** What needs to be done **
Please copy every line below that contains the string "SharedCorpus".

** The records **
______

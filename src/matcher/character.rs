//! Whole-character matching against a corpus.

use serde::Serialize;
use std::sync::Arc;

use super::corpus::{Corpus, SharedCorpus};
use super::{normalize, StrokeFeatures};
use crate::config::MatchParams;
use crate::error::MatchError;
use crate::median::Median;

/// A ranked corpus character.
#[derive(Debug, Clone, PartialEq, Serialize)]
pub struct Candidate {
    pub character: char,
    pub score: f64,
}

/// Keeps the best `max` candidates, highest score first.
/// Equal scores keep their arrival order.
struct MatchCollector {
    max: usize,
    matches: Vec<Candidate>,
}

impl MatchCollector {
    fn new(max: usize) -> Self {
        Self {
            max,
            matches: Vec::with_capacity(max + 1),
        }
    }

    fn file_match(&mut self, candidate: Candidate) {
        if self.max == 0 {
            return;
        }
        // Already full: skip anything that would land at the end.
        if self.matches.len() == self.max
            && self.matches.last().is_some_and(|m| candidate.score <= m.score)
        {
            return;
        }
        match self.matches.iter().position(|m| m.score < candidate.score) {
            Some(ix) => self.matches.insert(ix, candidate),
            None => self.matches.push(candidate),
        }
        self.matches.truncate(self.max);
    }

    fn into_matches(self) -> Vec<Candidate> {
        self.matches
    }
}

/// Ranks corpus characters by similarity to a full set of query strokes.
///
/// Holds a snapshot of the corpus, so a concurrent
/// [`SharedCorpus::replace`] never changes the results of a matcher that
/// already exists.
#[derive(Debug, Clone)]
pub struct CharacterMatcher {
    corpus: Arc<Corpus>,
}

impl CharacterMatcher {
    pub fn new(corpus: Arc<Corpus>) -> Self {
        Self { corpus }
    }

    pub fn from_shared(shared: &SharedCorpus) -> Self {
        Self::new(shared.snapshot())
    }

    pub fn corpus(&self) -> &Corpus {
        &self.corpus
    }

    pub fn preprocess(&self, medians: &[Median]) -> Result<Vec<StrokeFeatures>, MatchError> {
        normalize(medians, self.corpus.params())
    }

    /// The `k` best characters with the same stroke count as the query.
    pub fn match_medians(&self, medians: &[Median], k: usize) -> Result<Vec<Candidate>, MatchError> {
        let query = self.preprocess(medians)?;
        let params = self.corpus.params();
        let mut collector = MatchCollector::new(k);
        for entry in self.corpus.entries() {
            if entry.stroke_count() != query.len() {
                continue;
            }
            collector.file_match(Candidate {
                character: entry.character,
                score: score_match(&query, entry.features(), params),
            });
        }
        let matches = collector.into_matches();
        tracing::debug!(strokes = query.len(), candidates = matches.len(), "matched character");
        Ok(matches)
    }
}

/// Similarity of two equally long stroke lists; zero is identical.
fn score_match(query: &[StrokeFeatures], target: &[StrokeFeatures], params: &MatchParams) -> f64 {
    query
        .iter()
        .zip(target)
        .map(|(q, t)| {
            let forward = score_stroke(q, t, params);
            if params.allow_reversal {
                forward.max(score_stroke(&q.reversed(params.side_length), t, params))
            } else {
                forward
            }
        })
        .sum()
}

fn score_stroke(a: &StrokeFeatures, b: &StrokeFeatures, params: &MatchParams) -> f64 {
    let side = params.side_length;
    let distance: f64 = a
        .points
        .iter()
        .zip(&b.points)
        .map(|(p, q)| p.distance_squared(*q))
        .sum();
    let angle = (a.direction - b.direction).abs();
    let ratio = (a.length + b.length) / side;
    let n = a.points.len() as f64;
    -distance - 4.0 * n * ratio * angle.min(side - angle)
}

______

** Output for this task **
use super::corpus::{Corpus, SharedCorpus};
/// [`SharedCorpus::replace`] never changes the results of a matcher that
    pub fn from_shared(shared: &SharedCorpus) -> Self {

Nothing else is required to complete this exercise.